Ranjitha Y S, Shetty Anita N, Hemantkumar Indrani, Gangakhedkar Gauri R, Choudhari Ashwini
Department of Anaesthesiology and Critical Care, Seth GS Medical College and KEM Hospital, Mumbai, Maharashtra, India.
J Anaesthesiol Clin Pharmacol. 2022 Oct-Dec;38(4):594-598. doi: 10.4103/joacp.JOACP_638_20. Epub 2022 Jun 15.

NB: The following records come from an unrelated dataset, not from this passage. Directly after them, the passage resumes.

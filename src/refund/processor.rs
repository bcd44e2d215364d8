//! Refund execution.
//!
//! One attempt per call, sequential steps, each gating the next: claim the
//! transaction, resolve references, call the provider gateway, record the
//! refund in the ledger. There is no retry anywhere past the gateway call;
//! a refund that moved money but failed to record terminates as a failure
//! with a reconciliation alert.

use crate::gateway::{GatewayRefundRequest, ProviderGateway};
use crate::refund::breakdown::compute_breakdown;
use crate::refund::eligibility::check_eligibility;
use crate::refund::error::{RefundError, RefundResult};
use crate::refund::reconciliation::{AlertSink, ReconciliationAlert};
use crate::refund::store::TransactionStore;
use crate::refund::types::{
    EligibilityReason, EligibilityResult, RefundAttemptState, RefundBreakdown, RefundOutcome,
    RefundRequest, Transaction,
};
use crate::services::ledger::{CreateRefundRecord, LedgerClient};
use crate::services::merchant_directory::{best_effort_merchant_id, MerchantDirectory};
use chrono::Utc;
use std::sync::Arc;
use tracing::{info, warn};
use uuid::Uuid;

pub struct RefundProcessor {
    store: Arc<dyn TransactionStore>,
    directory: Arc<dyn MerchantDirectory>,
    gateway: Arc<dyn ProviderGateway>,
    ledger: Arc<dyn LedgerClient>,
    alerts: Arc<dyn AlertSink>,
}

impl RefundProcessor {
    pub fn new(
        store: Arc<dyn TransactionStore>,
        directory: Arc<dyn MerchantDirectory>,
        gateway: Arc<dyn ProviderGateway>,
        ledger: Arc<dyn LedgerClient>,
        alerts: Arc<dyn AlertSink>,
    ) -> Self {
        Self {
            store,
            directory,
            gateway,
            ledger,
            alerts,
        }
    }

    /// Eligibility for a stored transaction. Read-only.
    pub async fn eligibility(&self, transaction_id: Uuid) -> RefundResult<EligibilityResult> {
        let transaction = self.store.find_transaction(transaction_id).await?;
        Ok(check_eligibility(&transaction))
    }

    /// Fee preview for a stored transaction and a candidate amount.
    pub async fn preview(
        &self,
        transaction_id: Uuid,
        requested_amount: rust_decimal::Decimal,
    ) -> RefundResult<RefundBreakdown> {
        let transaction = self.store.find_transaction(transaction_id).await?;
        compute_breakdown(requested_amount, transaction.gross_amount)
    }

    /// Execute one refund attempt. Every failure path comes back as a
    /// structured outcome; nothing is thrown past this boundary.
    pub async fn execute_refund(&self, request: RefundRequest) -> RefundOutcome {
        let transaction_id = request.transaction_id;

        info!(
            transaction_id = %transaction_id,
            requested_amount = %request.requested_amount,
            state = RefundAttemptState::Validating.as_str(),
            "refund attempt started"
        );

        // Local validation and eligibility. No side effects on failure.
        let (transaction, breakdown) = match self.validate(&request).await {
            Ok(prepared) => prepared,
            Err(e) => return Self::failed(transaction_id, None, e, RefundAttemptState::ValidationFailed),
        };

        // At-most-once guard: only one caller wins completed -> refunding.
        match self.store.claim_for_refund(transaction_id).await {
            Ok(true) => {}
            Ok(false) => {
                return Self::failed(
                    transaction_id,
                    Some(breakdown),
                    RefundError::ConcurrentRefund,
                    RefundAttemptState::ValidationFailed,
                )
            }
            Err(e) => {
                return Self::failed(
                    transaction_id,
                    Some(breakdown),
                    e,
                    RefundAttemptState::ValidationFailed,
                )
            }
        }

        // Resolve the gateway reference. check_eligibility already vetted
        // the snapshot; this guards against the store having changed since.
        let provider_transaction_id = match self.resolve_reference(transaction_id).await {
            Ok(reference) => reference,
            Err(e) => {
                self.release_claim(transaction_id).await;
                return Self::failed(
                    transaction_id,
                    Some(breakdown),
                    e,
                    RefundAttemptState::ValidationFailed,
                );
            }
        };

        // Best-effort enrichment; failure is logged inside and never aborts.
        let merchant_id = best_effort_merchant_id(
            self.directory.as_ref(),
            transaction.organization_id,
            transaction.provider,
        )
        .await;

        info!(
            transaction_id = %transaction_id,
            provider = %transaction.provider,
            state = RefundAttemptState::CallingGateway.as_str(),
            "issuing gateway refund"
        );

        let confirmation = match self
            .gateway
            .refund(GatewayRefundRequest {
                provider_transaction_id: provider_transaction_id.clone(),
                amount: request.requested_amount,
                currency: transaction.currency.clone(),
                reason: request.reason.clone(),
                merchant_id: merchant_id.clone(),
            })
            .await
        {
            Ok(confirmation) => confirmation,
            Err(e) => {
                // No money moved; hand the transaction back.
                self.release_claim(transaction_id).await;
                return Self::failed(
                    transaction_id,
                    Some(breakdown),
                    e,
                    RefundAttemptState::GatewayFailed,
                );
            }
        };

        info!(
            transaction_id = %transaction_id,
            provider_refund_id = %confirmation.provider_refund_id,
            state = RefundAttemptState::WritingLedger.as_str(),
            "gateway confirmed, recording refund"
        );

        let record = CreateRefundRecord {
            organization_id: transaction.organization_id,
            transaction_id,
            amount: request.requested_amount,
            reason: request.reason.clone(),
            provider: transaction.provider,
            provider_transaction_id,
            provider_refund_id: confirmation.provider_refund_id.clone(),
            provider_merchant_id: merchant_id,
            processing_fee: breakdown.processing_fee,
            net_amount: breakdown.net_amount,
        };

        match self.ledger.create_refund(record).await {
            Ok(ledger_reference) => {
                info!(
                    transaction_id = %transaction_id,
                    ledger_reference = %ledger_reference,
                    state = RefundAttemptState::Done.as_str(),
                    "refund recorded"
                );
                RefundOutcome {
                    success: true,
                    transaction_id,
                    breakdown: Some(breakdown),
                    gateway_reference: Some(confirmation.provider_refund_id),
                    ledger_reference: Some(ledger_reference),
                    failure_kind: None,
                    failure_reason: None,
                    terminal_state: RefundAttemptState::Done,
                }
            }
            Err(e) => {
                // Money already moved at the provider. The claim stays in
                // place so nobody refunds again; an operator settles this.
                self.alerts.raise(ReconciliationAlert {
                    transaction_id,
                    organization_id: transaction.organization_id,
                    provider: transaction.provider,
                    provider_refund_id: confirmation.provider_refund_id.clone(),
                    amount: request.requested_amount,
                    currency: transaction.currency.clone(),
                    ledger_error: e.to_string(),
                    occurred_at: Utc::now(),
                });
                let ledger_error = match e {
                    RefundError::Ledger { .. } => e,
                    other => RefundError::Ledger {
                        message: other.to_string(),
                    },
                };
                let mut outcome = Self::failed(
                    transaction_id,
                    Some(breakdown),
                    ledger_error,
                    RefundAttemptState::LedgerFailed,
                );
                outcome.gateway_reference = Some(confirmation.provider_refund_id);
                outcome
            }
        }
    }

    async fn validate(
        &self,
        request: &RefundRequest,
    ) -> RefundResult<(Transaction, RefundBreakdown)> {
        if request.reason.trim().is_empty() {
            return Err(RefundError::Validation {
                message: "a refund reason is required".to_string(),
                field: Some("reason".to_string()),
            });
        }

        let transaction = self.store.find_transaction(request.transaction_id).await?;
        let breakdown = compute_breakdown(request.requested_amount, transaction.gross_amount)?;

        let eligibility = check_eligibility(&transaction);
        if !eligibility.eligible {
            return Err(RefundError::Eligibility {
                reason: eligibility.reason,
            });
        }

        Ok((transaction, breakdown))
    }

    async fn resolve_reference(&self, transaction_id: Uuid) -> RefundResult<String> {
        let references = self.store.find_refund_references(transaction_id).await?;
        references
            .provider_transaction_id
            .filter(|v| !v.trim().is_empty())
            .ok_or(RefundError::Eligibility {
                reason: EligibilityReason::MissingProviderReference,
            })
    }

    async fn release_claim(&self, transaction_id: Uuid) {
        if let Err(e) = self.store.release_refund_claim(transaction_id).await {
            warn!(
                transaction_id = %transaction_id,
                error = %e,
                "failed to release refund claim after aborted attempt"
            );
        }
    }

    fn failed(
        transaction_id: Uuid,
        breakdown: Option<RefundBreakdown>,
        error: RefundError,
        terminal_state: RefundAttemptState,
    ) -> RefundOutcome {
        warn!(
            transaction_id = %transaction_id,
            kind = error.kind(),
            state = terminal_state.as_str(),
            error = %error,
            "refund attempt failed"
        );
        RefundOutcome {
            success: false,
            transaction_id,
            breakdown,
            gateway_reference: None,
            ledger_reference: None,
            failure_kind: Some(error.kind().to_string()),
            failure_reason: Some(error.user_message()),
            terminal_state,
        }
    }
}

Blood loss in neurosurgical procedures can be rapid and tremendous leading to consequential hemodynamic instability. HemoCue is a portable photometer used for the measurement of blood hemoglobin concentration. Using this point of care device, we contemplated this study to assess the reliability of HemoCue for suction hemoglobin determination and calculation of surgical blood loss by comparing with the gold standard laboratory Coulter Counter method in patients undergoing neurosurgical procedures.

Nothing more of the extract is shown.